Christian Horstmann, Leiter der Lippstädter Akademie für Pflege und Gesundheit im ESTA-Bildungswerk, zieht nach drei Jahren generalistischer Pflegeausbildung eine durchwachsene Bilanz.
Prinzipiell halte ich einen deutschlandweit einheitlichen Berufsabschluss mit EU-weiter Anerkennung für sehr sinnvoll. Und da wären wir nun bei den verbesserungswürdigen Aspekten der Reform:
Ich hätte mir ein deutschlandweites einheitliches Curriculum gewünscht. Stattdessen war es Aufgabe jeder einzelnen Pflegeschule – in anderen Bundesländern gab es später teils länderspezifische Curricula – unter Beachtung der Vorgaben des Pflegeberufegesetzes, der Ausbildungs- und Prüfungsverordnung für die Pflegeberufe und des Rahmenlehrplans – ein schulinternes Curriculum zu erstellen.

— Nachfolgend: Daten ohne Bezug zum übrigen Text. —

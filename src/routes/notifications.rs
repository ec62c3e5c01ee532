use actix_web::{web, HttpResponse};
use serde_json::json;

use crate::{
    auth::Identity,
    error::{ApiError, ApiResult},
    models::{NotificationDto, NotificationRow},
    response::Envelope,
    state::AppState,
};

pub fn configure(cfg: &mut web::ServiceConfig) {
    cfg.service(web::resource("/notifications").route(web::get().to(list)))
        .service(web::resource("/notifications/unread-count").route(web::get().to(unread_count)))
        .service(web::resource("/notifications/{id}/read").route(web::post().to(mark_read)));
}

async fn list(
    state: web::Data<AppState>,
    identity: web::ReqData<Identity>,
) -> ApiResult<HttpResponse> {
    let caller = identity.require()?;

    let rows = sqlx::query_as::<_, NotificationRow>(
        r#"SELECT id, user_id, title, message, created_at, is_read
           FROM notifications
           WHERE user_id = ?
           ORDER BY created_at DESC, id DESC"#,
    )
    .bind(caller)
    .fetch_all(&state.db)
    .await?;
    let notifications: Vec<NotificationDto> = rows.into_iter().map(NotificationDto::from).collect();

    Ok(HttpResponse::Ok().json(Envelope::data(notifications)))
}

async fn mark_read(
    state: web::Data<AppState>,
    identity: web::ReqData<Identity>,
    path: web::Path<String>,
) -> ApiResult<HttpResponse> {
    let caller = identity.require()?;
    let id = path.into_inner();

    let notification = sqlx::query_as::<_, NotificationRow>(
        r#"SELECT id, user_id, title, message, created_at, is_read
           FROM notifications
           WHERE id = ?
           LIMIT 1"#,
    )
    .bind(&id)
    .fetch_optional(&state.db)
    .await?
    .ok_or_else(|| ApiError::not_found("Notification not found"))?;

    if notification.user_id != caller {
        return Err(ApiError::unauthorized(
            "Only the owner can mark a notification as read",
        ));
    }

    sqlx::query("UPDATE notifications SET is_read = 1 WHERE id = ?")
        .bind(&id)
        .execute(&state.db)
        .await?;

    Ok(HttpResponse::Ok().json(Envelope::message("Notification marked as read")))
}

async fn unread_count(
    state: web::Data<AppState>,
    identity: web::ReqData<Identity>,
) -> ApiResult<HttpResponse> {
    let caller = identity.require()?;

    let count: i64 = sqlx::query_scalar(
        "SELECT COUNT(*) FROM notifications WHERE user_id = ? AND is_read = 0",
    )
    .bind(caller)
    .fetch_one(&state.db)
    .await?;

    Ok(HttpResponse::Ok().json(Envelope::data(json!({"count": count}))))
}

Dies war ein enormer Kraftakt für die Pflegeschulen und ich wage es zu bezweifeln, dass damit eine bundeseinheitliche oder gar europaweite Vergleichbarkeit des Abschlusses „Pflegefachfrau/Pflegefachmann“ erzielt werden konnte. Die wissenschaftliche Begründung, dass sich so jede Schule individuell mit „Ihrem“ Curriculum identifizieren könne, ist zwar korrekt, rechtfertigt aber meines Erachtens nicht das unzureichend gelenkte Vorgehen.
Auch die Beurteilungsinstrumente, sonstigen Formalitäten und auch die Prüfungskonzepte mussten überwiegend von den einzelnen Schulen erstellt werden. Hinzu kommen teils unterschiedliche Vorgaben der einzelnen Bundesländer und sogar einzelner Bezirksregierungen.

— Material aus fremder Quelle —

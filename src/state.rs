use std::sync::Arc;

use sqlx::SqlitePool;
use tokio::sync::broadcast;

use crate::{
    auth::{CsrfValidator, SessionStore, SessionTokenCsrf},
    cache::{Clock, DashboardCache, SystemClock},
    events::AppEvent,
};

pub const EVENT_CHANNEL_CAPACITY: usize = 64;

#[derive(Clone)]
pub struct AppState {
    pub db: SqlitePool,
    pub sessions: Arc<SessionStore>,
    pub dashboard_cache: Arc<DashboardCache>,
    pub events: broadcast::Sender<AppEvent>,
    pub clock: Arc<dyn Clock>,
    pub csrf: Arc<dyn CsrfValidator>,
}

impl AppState {
    pub fn new(db: SqlitePool) -> Self {
        let (events, _) = broadcast::channel(EVENT_CHANNEL_CAPACITY);
        AppState {
            db,
            sessions: Arc::new(SessionStore::default()),
            dashboard_cache: Arc::new(DashboardCache::new()),
            events,
            clock: Arc::new(SystemClock),
            csrf: Arc::new(SessionTokenCsrf),
        }
    }

    /// Publish a post-commit event. Best-effort: with no live subscribers the
    /// send fails and the write that triggered it is unaffected.
    pub fn publish(&self, event: AppEvent) {
        let _ = self.events.send(event);
    }
}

Als nächsten Punkt, der nicht zufriedenstellend ist, sehe ich den Mangel an geeigneten Lehrpersonen. Der Stellenmarkt ist aktuell „leer gefegt“ und das Konkurrenzverhalten unter den Pflegeschulen ist verständlicherweise massiv. Um eine ausreichende Zahl an Pflegefachleuten auszubilden, wäre eine angemessene Anzahl an Pflegepädagoginnen und Pflegepädagogen wichtig, die es jedoch noch bei weitem nicht gibt. Die Pflegeschulen können somit flächendeckend ihre Ausbildungskapazitäten nicht steigern und mussten/müssen teils sogar ihre Ausbildungszahlen reduzieren. Einzelne Bundesländer haben Übergangsregeln bezüglich der Qualifikation der Lehrenden geschaffen. Für NRW reicht dies jedoch meines Erachtens nicht aus und ich sehe auch für die nächsten Jahre eine Fortführung und Erweiterung der Sonderregelung für wichtig an. Bis die Hochschulen eine ausreichende Anzahl an qualifiziertem Personal ausgebildet haben, werden noch mehrere Jahre vergehen. Ich rechne mit deutlichen Einbrüchen der Zahlen ausgebildeter Pflegefachpersonen.

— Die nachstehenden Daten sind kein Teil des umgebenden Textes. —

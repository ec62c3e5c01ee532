#![allow(dead_code)]

use chrono::Utc;
use sqlx::sqlite::SqlitePoolOptions;

use salondesk::{
    auth::new_id,
    models::{AppointmentStatus, Role},
    state::AppState,
};

/// Fresh in-memory database with the schema applied. One connection so every
/// query sees the same memory-backed file.
pub async fn test_state() -> AppState {
    let pool = SqlitePoolOptions::new()
        .max_connections(1)
        .connect("sqlite::memory:")
        .await
        .expect("connect in-memory sqlite");
    salondesk::db::run_migrations(&pool)
        .await
        .expect("run migrations");
    AppState::new(pool)
}

/// Builds the full application service around `$state`.
#[macro_export]
macro_rules! test_app {
    ($state:expr) => {
        actix_web::test::init_service(
            actix_web::App::new()
                .app_data(actix_web::web::Data::new($state.clone()))
                .configure(salondesk::routes::configure),
        )
        .await
    };
}

/// Inserts a user directly; the password hash is unusable, sessions for these
/// fixtures are opened straight on the store.
pub async fn create_user(state: &AppState, name: &str, email: &str, role: Role) -> String {
    let id = new_id();
    sqlx::query(
        r#"INSERT INTO users (id, full_name, phone, email, dob, role, password_hash, is_active, is_verified, created_at)
           VALUES (?, ?, '', ?, NULL, ?, 'x', 1, 1, ?)"#,
    )
    .bind(&id)
    .bind(name)
    .bind(email)
    .bind(role)
    .bind(Utc::now().to_rfc3339())
    .execute(&state.db)
    .await
    .expect("insert user");
    id
}

pub async fn create_service(state: &AppState, name: &str, price: f64) -> String {
    let id = new_id();
    sqlx::query("INSERT INTO services (id, name, price) VALUES (?, ?, ?)")
        .bind(&id)
        .bind(name)
        .bind(price)
        .execute(&state.db)
        .await
        .expect("insert service");
    id
}

pub async fn create_appointment(
    state: &AppState,
    client_id: &str,
    staff_id: &str,
    service_id: &str,
    date: &str,
    time: &str,
    status: AppointmentStatus,
    price: f64,
) -> String {
    let id = new_id();
    sqlx::query(
        r#"INSERT INTO appointments (id, client_id, staff_id, service_id, date, time, status, price, created_at)
           VALUES (?, ?, ?, ?, ?, ?, ?, ?, ?)"#,
    )
    .bind(&id)
    .bind(client_id)
    .bind(staff_id)
    .bind(service_id)
    .bind(date)
    .bind(time)
    .bind(status)
    .bind(price)
    .bind(Utc::now().to_rfc3339())
    .execute(&state.db)
    .await
    .expect("insert appointment");
    id
}

pub async fn insert_message(
    state: &AppState,
    sender_id: &str,
    receiver_id: &str,
    body: &str,
    sent_at: &str,
    is_read: i64,
) -> String {
    let id = new_id();
    sqlx::query(
        r#"INSERT INTO messages (id, sender_id, receiver_id, message, sent_at, is_read)
           VALUES (?, ?, ?, ?, ?, ?)"#,
    )
    .bind(&id)
    .bind(sender_id)
    .bind(receiver_id)
    .bind(body)
    .bind(sent_at)
    .bind(is_read)
    .execute(&state.db)
    .await
    .expect("insert message");
    id
}

pub async fn insert_feedback(state: &AppState, booking_id: &str, rating: f64) {
    sqlx::query("INSERT INTO feedback (id, booking_id, rating, created_at) VALUES (?, ?, ?, ?)")
        .bind(new_id())
        .bind(booking_id)
        .bind(rating)
        .bind(Utc::now().to_rfc3339())
        .execute(&state.db)
        .await
        .expect("insert feedback");
}

/// Opens a session for the user and returns `(bearer_token, csrf_token)`.
pub fn open_session(state: &AppState, user_id: &str, role: Role) -> (String, String) {
    let (token, session) = state.sessions.open(user_id, role);
    (token, session.csrf_token)
}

Noch ein Aspekt, der zu überdenken wäre: Die generalistische Pflegeausbildung verlangt von den Auszubildenden komplexe Denkprozesse. Das Ausbildungsniveau wurde deutlich, aus meiner Sicht teils zu massiv, angehoben und hier sollte einmal hinterfragt werden, ob dem Ausbildungsmarkt – gerade im Bereich der stationären oder ambulanten Langzeitpflege – eine ausreichende Anzahl an Bewerbern/-innen zur Verfügung steht, welche die Voraussetzungen und auch das Interesse für eine erfolgreiche Ausbildung mitbringen. Es gibt viele tolle Bewerberinnen und Bewerber, die praktisch tolle Pflegefachkräfte wären, jedoch Schwierigkeiten hätten, die Ausbildung erfolgreich zu durchlaufen und am Ende auch zu bestehen (für NRW verspreche ich mir für diese Bewerbergruppe jedoch viel von der Pflegefachassistenzausbildung, die wir im Dezember erstmals an unserer Schule starten werden).
Wurde nicht extra das Pflegestudium (B.Sc.) mit dem Berufsabschluss „Pflegefachfrau/Pflegefachmann“ geschaffen, um eine entsprechende Klientel zu begeistern und dadurch akademisierte Pflegepersonen für die Basis zu generieren?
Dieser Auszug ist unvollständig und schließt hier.